Start of Input data

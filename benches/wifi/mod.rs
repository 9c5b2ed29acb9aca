pub mod esp8266;
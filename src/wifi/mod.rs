//! ESP8266 AT-command transaction driver.
//!
//! The driver is a cooperative state machine layered over three small
//! readers, each of which consumes bytes from the serial device one tick at
//! a time without ever waiting for data:
//!
//! * [`readers::SequenceReader`] emits an AT command, then scans the byte
//!   stream for a literal terminator such as `OK\r\n`
//! * [`readers::IntegerReader`] extracts the decimal packet length from a
//!   `+IPD,<n>:` announcement
//! * [`readers::BufferReader`] bulk-reads an announced number of payload
//!   bytes into a destination buffer
//!
//! [`Esp8266::get_status`] polls whichever reader currently owns the byte
//! stream and advances the transaction one phase when it completes. See the
//! crate-level documentation for a full usage example.

/// Default baud rate for the ESP8266 AT firmware.
pub const DEFAULT_BAUD_RATE: u32 = 115_200;

/// Confirmation reply terminating most AT commands.
pub const OK_RESPONSE: &[u8] = b"OK\r\n";

/// Reply emitted after the module associates and obtains an address.
///
/// Present in the module's reply alphabet but not matched by the current
/// pipeline, which relies on the `OK\r\n` that follows `AT+CWJAP_CUR`.
pub const WIFI_CONNECTED: &[u8] = b"WIFI GOT IP\r\n\r\nOK\r\n";

/// Reply emitted when the module finishes booting.
///
/// Present in the module's reply alphabet but not matched by the current
/// pipeline, which proceeds straight to disabling command echo.
pub const RESET_COMPLETE: &[u8] = b"ready\r\n";

/// Framing prefix announcing an inbound TCP payload chunk: `+IPD,<n>:`.
pub const IPD_PREAMBLE: &[u8] = b"+IPD,";

/// Largest payload the module delivers in a single `+IPD` packet.
pub const MAX_RESPONSE_PACKET: usize = 1460;

/// Upper bound on the formatted outgoing request.
pub const MAX_TRANSMIT_PACKET: usize = 2048;

/// The password security mode of an access point.
#[derive(Debug, Clone, Copy, PartialEq, Eq)]
pub enum AccessPointSecurity {
    /// No authentication.
    Open,
    /// Wired Equivalent Privacy.
    Wep,
    /// Wi-Fi Protected Access, pre-shared key.
    WpaPsk,
    /// WPA2, pre-shared key.
    Wpa2Psk,
    /// Mixed WPA/WPA2, pre-shared key.
    WpaWpa2Psk,
}

pub mod error;
pub mod readers;

mod esp8266;

pub use esp8266::{Esp8266, Phase, ReadMode};

#[cfg(test)]
mod tests;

End of Input data

Work order => Work out how many lines above contain the word "const". Give only the number.

Result for this exercise => 7